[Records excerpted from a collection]
──────────────────────────────

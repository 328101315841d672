//! scrapflow - rolling scrap aggregates from MQTT machine readings
//!
//! Machines publish readings to `machines/<id>/scrap`. The server keeps a
//! trailing window of raw readings, recomputes sum/mean/count per
//! (machine, scrap index) and pushes every snapshot to WebSocket dashboards.

pub mod aggregator_core;
pub mod config;
pub mod mqtt;
pub mod pipeline;
pub mod server;
pub mod simulator;

/// Initialize env_logger with an `info` default, writing to stderr
pub fn init_logging(default_filter: &str) {
    env_logger::Builder::from_env(env_logger::Env::default().default_filter_or(default_filter))
        .target(env_logger::Target::Stderr)
        .init();
}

──────────────────────────────

» **Your objective**: Please return all of the entries shown above, exactly as they stand.

» **Response below**:
repository 328101315841d672
//! scrapflow - rolling scrap aggregates from MQTT machine readings
//!
//! Machines publish readings to `machines/<id>/scrap`. The server keeps a
//! trailing window of raw readings, recomputes sum/mean/count per
//! (machine, scrap index) and pushes every snapshot to WebSocket dashboards.

pub mod aggregator_core;
pub mod config;
pub mod mqtt;
pub mod pipeline;
pub mod server;
pub mod simulator;

/// Initialize env_logger with an `info` default, writing to stderr
pub fn init_logging(default_filter: &str) {
    env_logger::Builder::from_env(env_logger::Env::default().default_filter_or(default_filter))
        .target(env_logger::Target::Stderr)
        .init();
}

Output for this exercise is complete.